GOAL OF THE EXERCISE |
The data must be given again in full, with no line altered.

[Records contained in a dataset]
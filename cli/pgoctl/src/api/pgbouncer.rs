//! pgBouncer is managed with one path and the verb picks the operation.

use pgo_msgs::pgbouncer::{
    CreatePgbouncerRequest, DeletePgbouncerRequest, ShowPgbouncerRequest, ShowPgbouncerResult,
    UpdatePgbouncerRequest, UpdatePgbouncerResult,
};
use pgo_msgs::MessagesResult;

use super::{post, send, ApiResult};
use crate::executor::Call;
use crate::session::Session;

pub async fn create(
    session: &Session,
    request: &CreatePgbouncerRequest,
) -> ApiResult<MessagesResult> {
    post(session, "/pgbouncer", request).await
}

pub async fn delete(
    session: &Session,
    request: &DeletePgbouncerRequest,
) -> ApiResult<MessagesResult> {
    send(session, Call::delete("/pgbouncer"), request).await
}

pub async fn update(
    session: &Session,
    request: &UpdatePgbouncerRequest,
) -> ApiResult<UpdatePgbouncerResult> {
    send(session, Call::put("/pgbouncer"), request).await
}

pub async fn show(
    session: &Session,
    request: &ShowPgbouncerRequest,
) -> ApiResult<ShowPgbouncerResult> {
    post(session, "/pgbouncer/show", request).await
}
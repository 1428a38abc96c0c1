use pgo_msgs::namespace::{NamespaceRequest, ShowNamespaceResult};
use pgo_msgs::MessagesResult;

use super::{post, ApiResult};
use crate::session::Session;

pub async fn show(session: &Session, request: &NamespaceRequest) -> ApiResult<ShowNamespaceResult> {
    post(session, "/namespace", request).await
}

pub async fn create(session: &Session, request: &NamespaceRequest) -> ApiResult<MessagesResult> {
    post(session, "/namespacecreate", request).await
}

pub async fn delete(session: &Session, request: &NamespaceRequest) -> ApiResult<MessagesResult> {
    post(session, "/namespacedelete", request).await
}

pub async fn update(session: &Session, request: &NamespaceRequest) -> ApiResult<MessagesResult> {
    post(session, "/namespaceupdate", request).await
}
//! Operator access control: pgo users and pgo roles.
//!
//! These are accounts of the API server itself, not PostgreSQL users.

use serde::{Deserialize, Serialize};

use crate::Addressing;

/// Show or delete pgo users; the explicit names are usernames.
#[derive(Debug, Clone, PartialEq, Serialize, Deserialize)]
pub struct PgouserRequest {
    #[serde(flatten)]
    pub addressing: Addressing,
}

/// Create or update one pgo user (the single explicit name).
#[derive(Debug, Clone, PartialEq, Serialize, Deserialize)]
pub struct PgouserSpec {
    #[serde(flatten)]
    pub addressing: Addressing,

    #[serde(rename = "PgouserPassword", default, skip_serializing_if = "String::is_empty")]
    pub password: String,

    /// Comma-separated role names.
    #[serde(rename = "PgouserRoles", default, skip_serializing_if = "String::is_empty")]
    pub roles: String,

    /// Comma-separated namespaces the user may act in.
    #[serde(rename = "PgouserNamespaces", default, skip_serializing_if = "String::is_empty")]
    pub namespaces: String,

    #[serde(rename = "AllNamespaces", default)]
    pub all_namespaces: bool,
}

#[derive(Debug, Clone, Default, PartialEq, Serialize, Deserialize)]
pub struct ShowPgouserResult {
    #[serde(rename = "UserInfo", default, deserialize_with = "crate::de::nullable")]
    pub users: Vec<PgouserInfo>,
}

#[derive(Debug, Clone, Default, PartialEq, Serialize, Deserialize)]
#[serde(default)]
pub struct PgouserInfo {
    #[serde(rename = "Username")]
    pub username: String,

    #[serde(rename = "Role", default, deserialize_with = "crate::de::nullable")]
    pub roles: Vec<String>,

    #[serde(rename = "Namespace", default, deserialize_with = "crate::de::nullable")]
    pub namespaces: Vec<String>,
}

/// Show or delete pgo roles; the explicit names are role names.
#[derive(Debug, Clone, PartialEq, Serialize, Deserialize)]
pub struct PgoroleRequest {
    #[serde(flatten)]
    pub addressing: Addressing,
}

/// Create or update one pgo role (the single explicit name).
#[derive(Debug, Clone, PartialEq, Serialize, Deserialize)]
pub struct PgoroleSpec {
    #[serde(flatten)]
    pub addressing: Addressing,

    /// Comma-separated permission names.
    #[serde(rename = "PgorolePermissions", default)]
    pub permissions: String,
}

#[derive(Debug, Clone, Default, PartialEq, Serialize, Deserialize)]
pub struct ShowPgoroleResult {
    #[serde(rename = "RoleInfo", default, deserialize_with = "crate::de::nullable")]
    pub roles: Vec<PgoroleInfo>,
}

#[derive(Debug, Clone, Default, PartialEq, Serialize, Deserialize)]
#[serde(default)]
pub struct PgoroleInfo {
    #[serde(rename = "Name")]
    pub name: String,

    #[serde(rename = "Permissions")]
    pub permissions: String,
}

WRITTEN RESPONSE |
filename cli/pgoctl/src/api/pgbouncer.rs
//! pgBouncer is managed with one path and the verb picks the operation.

use pgo_msgs::pgbouncer::{
    CreatePgbouncerRequest, DeletePgbouncerRequest, ShowPgbouncerRequest, ShowPgbouncerResult,
    UpdatePgbouncerRequest, UpdatePgbouncerResult,
};
use pgo_msgs::MessagesResult;

use super::{post, send, ApiResult};
use crate::executor::Call;
use crate::session::Session;

pub async fn create(
    session: &Session,
    request: &CreatePgbouncerRequest,
) -> ApiResult<MessagesResult> {
    post(session, "/pgbouncer", request).await
}

pub async fn delete(
    session: &Session,
    request: &DeletePgbouncerRequest,
) -> ApiResult<MessagesResult> {
    send(session, Call::delete("/pgbouncer"), request).await
}

pub async fn update(
    session: &Session,
    request: &UpdatePgbouncerRequest,
) -> ApiResult<UpdatePgbouncerResult> {
    send(session, Call::put("/pgbouncer"), request).await
}

pub async fn show(
    session: &Session,
    request: &ShowPgbouncerRequest,
) -> ApiResult<ShowPgbouncerResult> {
    post(session, "/pgbouncer/show", request).await
}
repository 1428a38abc96c0c1
use pgo_msgs::namespace::{NamespaceRequest, ShowNamespaceResult};
use pgo_msgs::MessagesResult;

use super::{post, ApiResult};
use crate::session::Session;

pub async fn show(session: &Session, request: &NamespaceRequest) -> ApiResult<ShowNamespaceResult> {
    post(session, "/namespace", request).await
}

pub async fn create(session: &Session, request: &NamespaceRequest) -> ApiResult<MessagesResult> {
    post(session, "/namespacecreate", request).await
}

pub async fn delete(session: &Session, request: &NamespaceRequest) -> ApiResult<MessagesResult> {
    post(session, "/namespacedelete", request).await
}

pub async fn update(session: &Session, request: &NamespaceRequest) -> ApiResult<MessagesResult> {
    post(session, "/namespaceupdate", request).await
}
//! Operator access control: pgo users and pgo roles.
//!
//! These are accounts of the API server itself, not PostgreSQL users.

use serde::{Deserialize, Serialize};

use crate::Addressing;

/// Show or delete pgo users; the explicit names are usernames.
#[derive(Debug, Clone, PartialEq, Serialize, Deserialize)]
pub struct PgouserRequest {
    #[serde(flatten)]
    pub addressing: Addressing,
}

/// Create or update one pgo user (the single explicit name).
#[derive(Debug, Clone, PartialEq, Serialize, Deserialize)]
pub struct PgouserSpec {
    #[serde(flatten)]
    pub addressing: Addressing,

    #[serde(rename = "PgouserPassword", default, skip_serializing_if = "String::is_empty")]
    pub password: String,

    /// Comma-separated role names.
    #[serde(rename = "PgouserRoles", default, skip_serializing_if = "String::is_empty")]
    pub roles: String,

    /// Comma-separated namespaces the user may act in.
    #[serde(rename = "PgouserNamespaces", default, skip_serializing_if = "String::is_empty")]
    pub namespaces: String,

    #[serde(rename = "AllNamespaces", default)]
    pub all_namespaces: bool,
}

#[derive(Debug, Clone, Default, PartialEq, Serialize, Deserialize)]
pub struct ShowPgouserResult {
    #[serde(rename = "UserInfo", default, deserialize_with = "crate::de::nullable")]
    pub users: Vec<PgouserInfo>,
}

#[derive(Debug, Clone, Default, PartialEq, Serialize, Deserialize)]
#[serde(default)]
pub struct PgouserInfo {
    #[serde(rename = "Username")]
    pub username: String,

    #[serde(rename = "Role", default, deserialize_with = "crate::de::nullable")]
    pub roles: Vec<String>,

    #[serde(rename = "Namespace", default, deserialize_with = "crate::de::nullable")]
    pub namespaces: Vec<String>,
}

/// Show or delete pgo roles; the explicit names are role names.
#[derive(Debug, Clone, PartialEq, Serialize, Deserialize)]
pub struct PgoroleRequest {
    #[serde(flatten)]
    pub addressing: Addressing,
}

/// Create or update one pgo role (the single explicit name).
#[derive(Debug, Clone, PartialEq, Serialize, Deserialize)]
pub struct PgoroleSpec {
    #[serde(flatten)]
    pub addressing: Addressing,

    /// Comma-separated permission names.
    #[serde(rename = "PgorolePermissions", default)]
    pub permissions: String,
}

#[derive(Debug, Clone, Default, PartialEq, Serialize, Deserialize)]
pub struct ShowPgoroleResult {
    #[serde(rename = "RoleInfo", default, deserialize_with = "crate::de::nullable")]
    pub roles: Vec<PgoroleInfo>,
}

#[derive(Debug, Clone, Default, PartialEq, Serialize, Deserialize)]
#[serde(default)]
pub struct PgoroleInfo {
    #[serde(rename = "Name")]
    pub name: String,

    #[serde(rename = "Permissions")]
    pub permissions: String,
}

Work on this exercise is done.